You can use the function fscanf() to read other data types from an open file.
The function fscanf() is similar to scanf() with the exception that data is read from a file pointer passed as an argument rather than from standard input.
Like scanf(), you use conversion specifiers to indicate the data type to be read.
int val;
fscanf(fp,"%d",&val);
Again note that this program calls fopen() and fclose(), to open and close a file pointer of a file written to disk.
Exercise 2
Implement a function called get_values() that reads n integer values from a file stream, and returns the result in a dynamically allocated array. Your function should call malloc() to allocate space for this array, read data into this array with scanf, and then return a pointer to the new array.
/* Reads n integer values from filename, returns result in dynamically
* allocated array, or returns NULL if error occurs */
int * get_values(char * filename, unsigned int n);
As with Exercise 1, you should add your implementation of get_values() to myfileio.c.
$ ./test_ex2 in1.txt
Number of lines in in1.txt: 5
Printing values in in1.txt ...
100
110
120
125
130
Writing output to a file
The file writedemo.c contains a very simple program that creates a new file with the contents "Hello cspp50101!".
You can use the command cat to quickly the contents of the output file write.txt:
gcc -Wall -std=c99 writedemo.c -o writedemo
$ ./write
Writing to file write.txt ...
$ cat write.txt
Hello cspp50101!
Take a look at the program writedemo.c.
You can see that this program also calls fopen() and fclose() before and after using the file pointer fp.

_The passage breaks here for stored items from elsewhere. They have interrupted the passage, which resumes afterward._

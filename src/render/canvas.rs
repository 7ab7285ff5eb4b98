//! Page drawing surface
//!
//! Records PDF content-stream operators for one page. Coordinates are in
//! points with the origin at the bottom-left corner.

use lopdf::content::Operation;
use lopdf::Object;

use super::fonts::{encode_win_ansi, Font};
use super::{Color, EmbeddedImage};

/// Drawing surface for a single page
#[derive(Debug, Default)]
pub struct PageCanvas<'a> {
    operations: Vec<Operation>,
    images: Vec<(String, &'a EmbeddedImage)>,
}

impl<'a> PageCanvas<'a> {
    pub fn new() -> Self {
        Self {
            operations: Vec::new(),
            images: Vec::new(),
        }
    }

    pub fn save_state(&mut self) {
        self.push("q", vec![]);
    }

    pub fn restore_state(&mut self) {
        self.push("Q", vec![]);
    }

    /// Draw text with its baseline starting at (x, y)
    pub fn draw_string(&mut self, x: f32, y: f32, font: Font, size: f32, color: Color, text: &str) {
        if text.is_empty() {
            return;
        }
        self.set_fill_color(color);
        self.push("BT", vec![]);
        self.push("Tf", vec![font.resource_name().into(), size.into()]);
        self.push("Td", vec![x.into(), y.into()]);
        self.push("Tj", vec![Object::string_literal(encode_win_ansi(text))]);
        self.push("ET", vec![]);
    }

    /// Draw text whose right edge ends at x
    pub fn draw_right_string(&mut self, x: f32, y: f32, font: Font, size: f32, color: Color, text: &str) {
        let width = font.text_width(text, size);
        self.draw_string(x - width, y, font, size, color, text);
    }

    /// Draw text horizontally centered on x
    pub fn draw_centred_string(&mut self, x: f32, y: f32, font: Font, size: f32, color: Color, text: &str) {
        let width = font.text_width(text, size);
        self.draw_string(x - width / 2.0, y, font, size, color, text);
    }

    pub fn line(&mut self, x1: f32, y1: f32, x2: f32, y2: f32, width: f32, color: Color) {
        self.set_stroke(width, color);
        self.push("m", vec![x1.into(), y1.into()]);
        self.push("l", vec![x2.into(), y2.into()]);
        self.push("S", vec![]);
    }

    /// Stroke a rectangle given its bottom-left corner
    pub fn stroke_rect(&mut self, x: f32, y: f32, width: f32, height: f32, line_width: f32, color: Color) {
        self.set_stroke(line_width, color);
        self.push("re", vec![x.into(), y.into(), width.into(), height.into()]);
        self.push("S", vec![]);
    }

    /// Paint an image with its bottom-left corner at (x, y)
    pub fn draw_image(&mut self, image: &'a EmbeddedImage, x: f32, y: f32, width: f32, height: f32) {
        let name = format!("Im{}", self.images.len() + 1);
        self.save_state();
        self.push(
            "cm",
            vec![width.into(), 0.0f32.into(), 0.0f32.into(), height.into(), x.into(), y.into()],
        );
        self.push("Do", vec![name.as_str().into()]);
        self.restore_state();
        self.images.push((name, image));
    }

    pub fn is_empty(&self) -> bool {
        self.operations.is_empty()
    }

    /// Operators recorded so far
    pub fn operations(&self) -> &[Operation] {
        &self.operations
    }

    pub(super) fn into_parts(self) -> (Vec<Operation>, Vec<(String, &'a EmbeddedImage)>) {
        (self.operations, self.images)
    }

    fn set_fill_color(&mut self, color: Color) {
        self.push("rg", vec![color.r.into(), color.g.into(), color.b.into()]);
    }

    fn set_stroke(&mut self, width: f32, color: Color) {
        self.push("w", vec![width.into()]);
        self.push("RG", vec![color.r.into(), color.g.into(), color.b.into()]);
    }

    fn push(&mut self, operator: &str, operands: Vec<Object>) {
        self.operations.push(Operation::new(operator, operands));
    }
}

int main(int argc, char ** argv)
{
FILE * fp;
if( (fp=fopen("write.txt","w")) == NULL)
{
printf("Can't open file write.txt for writing.\n");
exit(1);
}
printf("Writing to file write.txt ...\n");
fprintf(fp,"Hello cspp50101!\n");
fclose(fp);
return 0;
}
This program also uses "w" as the second argument to fopen(), to indicate that this file is opened for writing (and not reading).
Exercise 3
Add another function to myfileio.c called write_columns() that writes data in an array of integers to a file. The array of data and the name of the file passed as a function argument.
/* Writes n values in arr to new file in 2 columns.
* Returns -1 if error occurs, 0 otherwise */
int write_columns(int * arr, unsigned int n, char * filename);
Data will be written in 2 columns separated by a tab.
So the first n/2 values will be in the first column, and the rest will be in the second column.
If the length of the input array is odd then the first (n+1)/2 values should be in the first column.
$ gcc -Wall -std=c99 myfileio.c test_ex3.c -o test_ex3
$ ./test_ex3 in1.txt out1.txt
Number of lines in in1.txt: 5
Displaying output file out1.txt...
100 125
110 130
120
Again you should only modify file myfileio.c by adding your implementation of this function.
Submitting your assignment
Lab 6 is due: Saturday, Aug 6 at 11:59pm
It's fine if you include other *.c files in your submission, but I will grade using the versions provided for this lab.
$ hwsubmit cspp50101lab <path to your lab6 directory>
Submit to cspp50101lab, NOT cspp50101.